Lo de los últimos años es más bien de traca. Ni el CNI (antiguo CESID) ni los departamentos similares de la Policía Nacional y la Guardia Civil se coscaron de que sendos grupos de islamistas enloquecidos preparaban los atentados del 11 de marzo de 2004, en Madrid, y del 17 de agosto de 2017, en Barcelona. Esto pasa en las mejores familias, ya lo sé, no lo discuto. Incluso es muy posible que nuestros espías hayan logrado evitar otras salvajadas yihadistas, y cabe agradecérselo. Pero en lo de 2004, el que era jefe del CNI, Jorge Dezcallar, confesó que, una vez producida la barbarie, él y su gente no dudaron en atribuírsela a ETA. Atribuírsela de oficio, sin mayores dudas, y eso que el mundo vivía entonces aterrorizado por Al Qaeda y sus epígonos, y el mismísimo Bin Laden había señalado a España como uno de sus objetivos prioritarios. En cuanto a lo de Barcelona, resulta muy inquietante que el gurú de la banda yihadista, el llamado imán de Ripoll, fuera un confidente del CNI.
En fin, no hurguemos en esas heridas, vayamos a otro tipo de asuntos donde igual la eficacia de nuestros agentes es superior. Por ejemplo, el llamado procés, el absurdo intento de secesión protagonizado el 1 de octubre de 2017 por la Generalitat que presidía Carles Puigdemont. Recuerdo muy bien que Mariano Rajoy, inquilino entonces de La Moncloa, se jactaba de que los separatistas no lograrían ni tan siquiera poner urnas en los colegios electorales de su ilegal referéndum. Y también recuerdo que los separatistas lograron ponerlas, pese a la febril actividad desplegada en las semanas previas por los funcionarios del CNI, la Policía Nacional y la Guardia Civil. Ni por lo legal ni por lo ilegal o paralegal descubrieron el origen de las urnas y sus mecanismos de distribución. Decepcionante, ¿no?
Bajemos ahora al sur. El 17 de mayo de 2021, unos 8.000 jóvenes marroquíes se colaron en Ceuta, sin que, al parecer, nuestros servicios secretos lo hubieran olfateado.
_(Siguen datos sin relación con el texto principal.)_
//! Audience personas that condition generated copy.

use crate::{AssetType, Platform};
use derive_getters::Getters;
use serde::{Deserialize, Serialize};

/// A target audience: its voice and the platforms it is published to.
///
/// Personas are loaded once at startup from `personas/{account}.toml` and
/// never change while the process runs.
///
/// # Examples
///
/// ```
/// use reelcast_core::{Persona, PersonaBuilder, Platform};
///
/// let persona: Persona = PersonaBuilder::default()
///     .account("genz")
///     .tone("ironic, fast, meme-literate")
///     .vocabulary(vec!["no cap".to_string(), "core memory".to_string()])
///     .platforms(vec![Platform::Tiktok])
///     .build()
///     .unwrap();
///
/// assert_eq!(persona.account(), "genz");
/// assert_eq!(persona.platform_for(3), Some(Platform::Tiktok));
/// ```
#[derive(
    Debug,
    Clone,
    PartialEq,
    Serialize,
    Deserialize,
    Getters,
    derive_builder::Builder,
)]
#[builder(setter(into))]
pub struct Persona {
    /// Account name; also the persona file stem
    account: String,
    /// Tone descriptor
    tone: String,
    /// Words and phrases the audience uses
    #[serde(default)]
    #[builder(default)]
    vocabulary: Vec<String>,
    /// Platforms drafts are written for, in rotation order
    #[serde(default = "default_platforms")]
    #[builder(default = "default_platforms()")]
    platforms: Vec<Platform>,
    /// Free-form audience notes added to the prompt
    #[serde(default, skip_serializing_if = "Option::is_none")]
    #[builder(default)]
    description: Option<String>,
    /// Asset type used when a batch does not override it
    #[serde(default)]
    #[builder(default)]
    asset_type: AssetType,
}

fn default_platforms() -> Vec<Platform> {
    vec![Platform::Tiktok]
}

impl Persona {
    /// Platform for the `index`-th draft of a batch.
    ///
    /// Platforms rotate in configuration order. Returns `None` when the
    /// persona lists no platform.
    pub fn platform_for(&self, index: usize) -> Option<Platform> {
        if self.platforms.is_empty() {
            return None;
        }
        Some(self.platforms[index % self.platforms.len()])
    }
}
use crate::imagine::dto::{
    ImageGenerated, ImageGenerationBody, VideoGenerationBody, VideoPoll, VideoSubmitted,
};
use crate::retry::with_retries;
use async_trait::async_trait;
use bytes::Bytes;
use reelcast_config::{HttpConfig, ImagineConfig};
use reelcast_error::{HttpError, MediaError, MediaErrorKind, ReelcastResult};
use reelcast_interface::{ImageRequest, MediaGenerator, VideoRequest, VideoStatus};
use serde::de::DeserializeOwned;
use std::time::Duration;
use tracing::{debug, instrument, warn};

/// Client for the xAI Imagine video and image endpoints.
#[derive(Debug, Clone)]
pub struct ImagineClient {
    config: ImagineConfig,
    http: HttpConfig,
    api_key: String,
    client: reqwest::Client,
}

impl ImagineClient {
    /// Create a client.
    #[instrument(skip(api_key, config, http), fields(base_url = %config.base_url))]
    pub fn new(
        api_key: impl Into<String>,
        config: ImagineConfig,
        http: HttpConfig,
    ) -> ReelcastResult<Self> {
        debug!("Creating Imagine client");
        let client = reqwest::Client::builder()
            .build()
            .map_err(|e| HttpError::new("xAI Imagine", e.to_string()))?;
        Ok(Self {
            config,
            http,
            api_key: api_key.into(),
            client,
        })
    }

    fn url(&self, path: &str) -> String {
        format!("{}/{}", self.config.base_url.trim_end_matches('/'), path)
    }

    async fn read_json<T: DeserializeOwned>(response: reqwest::Response) -> Result<T, MediaError> {
        let status = response.status();
        if !status.is_success() {
            let message: String = response
                .text()
                .await
                .unwrap_or_default()
                .chars()
                .take(500)
                .collect();
            return Err(MediaError::new(MediaErrorKind::Api {
                status_code: status.as_u16(),
                message,
            }));
        }
        response.json::<T>().await.map_err(|e| {
            MediaError::new(MediaErrorKind::Request(format!(
                "Failed to parse media API response: {}",
                e
            )))
        })
    }
}

fn request_error(e: reqwest::Error) -> MediaError {
    if e.is_timeout() {
        MediaError::new(MediaErrorKind::Timeout(e.to_string()))
    } else {
        MediaError::new(MediaErrorKind::Request(e.to_string()))
    }
}

#[async_trait]
impl MediaGenerator for ImagineClient {
    #[instrument(skip(self, req), fields(duration = *req.duration()))]
    async fn submit_video(&self, req: &VideoRequest) -> ReelcastResult<String> {
        let url = self.url("videos/generations");
        let url = url.as_str();
        let body = VideoGenerationBody {
            model: &self.config.video_model,
            prompt: req.prompt(),
            duration: *req.duration(),
            aspect_ratio: req.aspect_ratio(),
            resolution: req.resolution(),
        };
        let body = &body;
        let timeout = Duration::from_secs(self.config.submit_timeout_secs);

        let submitted: VideoSubmitted = with_retries(&self.http, "submit_video", move || async move {
            let response = self
                .client
                .post(url)
                .bearer_auth(&self.api_key)
                .timeout(timeout)
                .json(body)
                .send()
                .await
                .map_err(request_error)?;
            Self::read_json(response).await
        })
        .await?;

        let request_id = submitted
            .request_id
            .filter(|id| !id.is_empty())
            .ok_or_else(|| {
                MediaError::new(MediaErrorKind::MissingRequestId(
                    "videos/generations".to_string(),
                ))
            })?;
        debug!(request_id = %request_id, "Video job submitted");
        Ok(request_id)
    }

    #[instrument(skip(self))]
    async fn poll_video(&self, request_id: &str) -> ReelcastResult<VideoStatus> {
        let url = self.url(&format!("videos/{}", request_id));
        let url = url.as_str();
        let timeout = Duration::from_secs(self.config.poll_timeout_secs);

        let poll: VideoPoll = with_retries(&self.http, "poll_video", move || async move {
            let response = self
                .client
                .get(url)
                .bearer_auth(&self.api_key)
                .timeout(timeout)
                .send()
                .await
                .map_err(request_error)?;
            Self::read_json(response).await
        })
        .await?;

        let status = poll.status.to_lowercase();
        match status.as_str() {
            "done" => {
                let video = poll.video.ok_or_else(|| {
                    MediaError::new(MediaErrorKind::MissingUrl(request_id.to_string()))
                })?;
                if video.respect_moderation == Some(false) {
                    return Err(
                        MediaError::new(MediaErrorKind::Moderated(request_id.to_string())).into(),
                    );
                }
                let url = video.url.filter(|url| !url.is_empty()).ok_or_else(|| {
                    MediaError::new(MediaErrorKind::MissingUrl(request_id.to_string()))
                })?;
                Ok(VideoStatus::Done { url })
            }
            "expired" => Ok(VideoStatus::Expired),
            "failed" | "error" | "cancelled" | "canceled" => {
                let reason = match poll.error_message() {
                    Some(message) => format!("{}: {}", status, message),
                    None => status.clone(),
                };
                warn!(request_id, reason = %reason, "Video job failed");
                Ok(VideoStatus::Failed { reason })
            }
            "pending" | "queued" | "processing" | "in_progress" => {
                debug!(status = %status, "Video still rendering");
                Ok(VideoStatus::Pending)
            }
            other => {
                warn!(status = other, "Unrecognised video status, polling again");
                Ok(VideoStatus::Pending)
            }
        }
    }

    #[instrument(skip(self, req))]
    async fn generate_image(&self, req: &ImageRequest) -> ReelcastResult<String> {
        let url = self.url("images/generations");
        let url = url.as_str();
        let body = ImageGenerationBody {
            model: &self.config.image_model,
            prompt: req.prompt(),
            aspect_ratio: req.aspect_ratio(),
        };
        let body = &body;
        let timeout = Duration::from_secs(self.config.image_timeout_secs);

        let generated: ImageGenerated =
            with_retries(&self.http, "generate_image", move || async move {
                let response = self
                    .client
                    .post(url)
                    .bearer_auth(&self.api_key)
                    .timeout(timeout)
                    .json(body)
                    .send()
                    .await
                    .map_err(request_error)?;
                Self::read_json(response).await
            })
            .await?;

        Ok(generated.into_url().ok_or_else(|| {
            MediaError::new(MediaErrorKind::MissingUrl("images/generations".to_string()))
        })?)
    }

    #[instrument(skip(self, url))]
    async fn download(&self, url: &str) -> ReelcastResult<Bytes> {
        let timeout = Duration::from_secs(self.config.download_timeout_secs);

        let bytes = with_retries(&self.http, "download", move || async move {
            let response = self
                .client
                .get(url)
                .timeout(timeout)
                .send()
                .await
                .map_err(request_error)?;
            let status = response.status();
            if !status.is_success() {
                return Err(MediaError::new(MediaErrorKind::Api {
                    status_code: status.as_u16(),
                    message: format!("Download failed for {}", url),
                }));
            }
            response.bytes().await.map_err(request_error)
        })
        .await?;

        if bytes.is_empty() {
            return Err(MediaError::new(MediaErrorKind::EmptyPayload(url.to_string())).into());
        }
        debug!(bytes = bytes.len(), "Downloaded media");
        Ok(bytes)
    }
}
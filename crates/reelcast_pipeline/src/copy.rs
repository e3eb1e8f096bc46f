//! Copy generation: prompt, call, extract, validate.

use crate::extraction::extract_json;
use crate::prompt::{CopyRequest, build_request};
use chrono::Utc;
use reelcast_core::{AssetSpec, AssetType, Draft, DraftBuilder, Platform};
use reelcast_error::{GenerationError, GenerationErrorKind, ReelcastResult};
use reelcast_interface::TextGenerator;
use reelcast_storage::DraftStore;
use serde::Deserialize;
use serde_json::Value;
use std::sync::Arc;
use tracing::{debug, info, instrument, warn};

/// A draft object as the generator returns it, before validation.
#[derive(Debug, Default, Deserialize)]
struct RawDraft {
    #[serde(default)]
    account: Option<Value>,
    #[serde(default)]
    platform: Option<Value>,
    #[serde(default)]
    caption: Option<Value>,
    #[serde(default)]
    hashtags: Option<Value>,
    #[serde(default)]
    hook: Option<Value>,
    #[serde(default)]
    asset_type: Option<Value>,
    #[serde(default)]
    video_prompt: Option<Value>,
    #[serde(default)]
    voiceover_text: Option<Value>,
    #[serde(default)]
    music_style: Option<Value>,
    #[serde(default)]
    asset_key: Option<Value>,
}

/// Non-empty trimmed string value of a field.
fn text(value: &Option<Value>) -> Option<String> {
    match value {
        Some(Value::String(s)) if !s.trim().is_empty() => Some(s.trim().to_string()),
        _ => None,
    }
}

/// Hashtags may come as one string or a list of tags.
fn hashtags(value: &Option<Value>) -> Option<String> {
    match value {
        Some(Value::Array(tags)) => {
            let joined = tags
                .iter()
                .filter_map(Value::as_str)
                .map(str::trim)
                .filter(|t| !t.is_empty())
                .collect::<Vec<_>>()
                .join(" ");
            (!joined.is_empty()).then_some(joined)
        }
        other => text(other),
    }
}

/// Parse and validate generator output against what was requested.
///
/// Accepts `{"drafts": [ {...} ]}` (first element) or a bare draft object.
/// Every field mandated by the asset type must be present and non-empty, and
/// `account`, `platform` and `asset_type` must match the request. Image
/// drafts lose any narration or music fields the generator added.
///
/// # Errors
///
/// [`GenerationErrorKind::NoJson`] / [`GenerationErrorKind::InvalidJson`] when
/// nothing parseable is found; [`GenerationErrorKind::MissingFields`],
/// [`GenerationErrorKind::Mismatch`] and friends when the object is invalid.
pub fn parse_draft(raw: &str, req: &CopyRequest<'_>) -> Result<Draft, GenerationError> {
    let json = extract_json(raw)?;
    let value: Value = serde_json::from_str(&json)
        .map_err(|e| GenerationError::new(GenerationErrorKind::InvalidJson(e.to_string())))?;

    let object = match value.get("drafts") {
        Some(Value::Array(drafts)) => drafts.first().cloned().ok_or_else(|| {
            GenerationError::new(GenerationErrorKind::MissingFields("drafts".to_string()))
        })?,
        Some(_) => {
            return Err(GenerationError::new(GenerationErrorKind::InvalidJson(
                "\"drafts\" is not a list".to_string(),
            )));
        }
        None => value,
    };
    if !object.is_object() {
        return Err(GenerationError::new(GenerationErrorKind::InvalidJson(
            "draft is not a JSON object".to_string(),
        )));
    }
    let raw: RawDraft = serde_json::from_value(object)
        .map_err(|e| GenerationError::new(GenerationErrorKind::InvalidJson(e.to_string())))?;

    let account = text(&raw.account);
    let platform = text(&raw.platform);
    let caption = text(&raw.caption);
    let tags = hashtags(&raw.hashtags);
    let hook = text(&raw.hook);
    let asset_type = text(&raw.asset_type);
    let video_prompt = text(&raw.video_prompt);
    let voiceover_text = text(&raw.voiceover_text);
    let music_style = text(&raw.music_style);

    let mut missing = Vec::new();
    for (name, field) in [
        ("account", &account),
        ("platform", &platform),
        ("caption", &caption),
        ("hashtags", &tags),
        ("hook", &hook),
        ("asset_type", &asset_type),
        ("video_prompt", &video_prompt),
    ] {
        if field.is_none() {
            missing.push(name);
        }
    }

    let parsed_type = asset_type
        .as_deref()
        .map(|s| {
            s.parse::<AssetType>().map_err(|_| {
                GenerationError::new(GenerationErrorKind::UnsupportedAssetType(s.to_string()))
            })
        })
        .transpose()?;
    if parsed_type == Some(AssetType::Video) {
        if voiceover_text.is_none() {
            missing.push("voiceover_text");
        }
        if music_style.is_none() {
            missing.push("music_style");
        }
    }
    if !missing.is_empty() {
        return Err(GenerationError::new(GenerationErrorKind::MissingFields(
            missing.join(", "),
        )));
    }

    // All present past this point.
    let (
        Some(account),
        Some(platform),
        Some(caption),
        Some(tags),
        Some(hook),
        Some(asset_type),
        Some(video_prompt),
    ) = (account, platform, caption, tags, hook, parsed_type, video_prompt)
    else {
        return Err(GenerationError::new(GenerationErrorKind::MissingFields(
            "draft".to_string(),
        )));
    };

    if asset_type != req.asset_type {
        return Err(mismatch("asset_type", req.asset_type.as_str(), asset_type.as_str()));
    }
    let expected_account = req.persona.account();
    if !account.eq_ignore_ascii_case(expected_account) {
        return Err(mismatch("account", expected_account, &account));
    }
    let parsed_platform: Platform = platform
        .parse()
        .map_err(|_| GenerationError::new(GenerationErrorKind::UnsupportedPlatform(platform.clone())))?;
    if parsed_platform != req.platform {
        return Err(mismatch("platform", req.platform.as_ref(), parsed_platform.as_ref()));
    }

    let asset = match (asset_type, voiceover_text, music_style) {
        (AssetType::Video, Some(voiceover_text), Some(music_style)) => AssetSpec::Video {
            video_prompt,
            voiceover_text,
            music_style,
        },
        (AssetType::Image, _, _) => AssetSpec::Image { video_prompt },
        _ => {
            return Err(GenerationError::new(GenerationErrorKind::MissingFields(
                "voiceover_text, music_style".to_string(),
            )));
        }
    };

    DraftBuilder::default()
        .account(expected_account.clone())
        .platform(req.platform)
        .caption(caption)
        .hashtags(tags)
        .hook(hook)
        .asset(asset)
        .asset_key(text(&raw.asset_key))
        .created_at(Some(Utc::now()))
        .build()
        .map_err(|e| GenerationError::new(GenerationErrorKind::MissingFields(e.to_string())))
}

fn mismatch(field: &str, expected: &str, actual: &str) -> GenerationError {
    GenerationError::new(GenerationErrorKind::Mismatch {
        field: field.to_string(),
        expected: expected.to_string(),
        actual: actual.to_string(),
    })
}

/// Turns a persona into a validated draft through a text generator.
///
/// Output that cannot be parsed is saved under the store's `failed/`
/// directory and the error names the saved file.
#[derive(Clone)]
pub struct CopyGenerator {
    generator: Arc<dyn TextGenerator>,
    store: Arc<DraftStore>,
}

impl CopyGenerator {
    /// Create a copy generator.
    pub fn new(generator: Arc<dyn TextGenerator>, store: Arc<DraftStore>) -> Self {
        Self { generator, store }
    }

    /// Generate one draft.
    #[instrument(
        skip(self, req),
        fields(
            account = %req.persona.account(),
            platform = %req.platform,
            asset_type = %req.asset_type,
            model = %self.generator.model_name()
        )
    )]
    pub async fn generate(&self, req: &CopyRequest<'_>) -> ReelcastResult<Draft> {
        let request = build_request(req)?;
        let response = self.generator.generate(&request).await?;
        debug!(model = %response.model(), chars = response.content().len(), "Received copy");

        match parse_draft(response.content(), req) {
            Ok(draft) => {
                info!(hook = %draft.hook(), "Copy generated");
                Ok(draft)
            }
            Err(e) if matches!(
                e.kind,
                GenerationErrorKind::NoJson(_) | GenerationErrorKind::InvalidJson(_)
            ) =>
            {
                let path = self
                    .store
                    .record_failed_output(req.persona.account(), response.content())
                    .await?;
                warn!(path = %path.display(), error = %e, "Copy output was not parseable");
                let note = format!("raw output saved to {}", path.display());
                let kind = match e.kind {
                    GenerationErrorKind::NoJson(detail) => {
                        GenerationErrorKind::NoJson(format!("{}; {}", detail, note))
                    }
                    GenerationErrorKind::InvalidJson(detail) => {
                        GenerationErrorKind::InvalidJson(format!("{}; {}", detail, note))
                    }
                    other => other,
                };
                Err(GenerationError::new(kind).into())
            }
            Err(e) => {
                warn!(error = %e, "Generated copy rejected");
                Err(e.into())
            }
        }
    }
}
Y eso que había pistas: Marruecos estaba abiertamente enfadado por la acogida en un hospital español del independentista saharaui Brahim Ghali; se cuchicheaba por las localidades del noroeste marroquí que la gendarmería local no haría esta vez de barrera a los intentos de entrada en Ceuta; otros rumores anunciaban a los jóvenes de esas localidades que en Ceuta estarían Cristiano Ronaldo o Messi para firmarles camisetas y balones… ¿Y nadie, absolutamente nadie en el lado español, intuyó que podía producirse un asalto masivo?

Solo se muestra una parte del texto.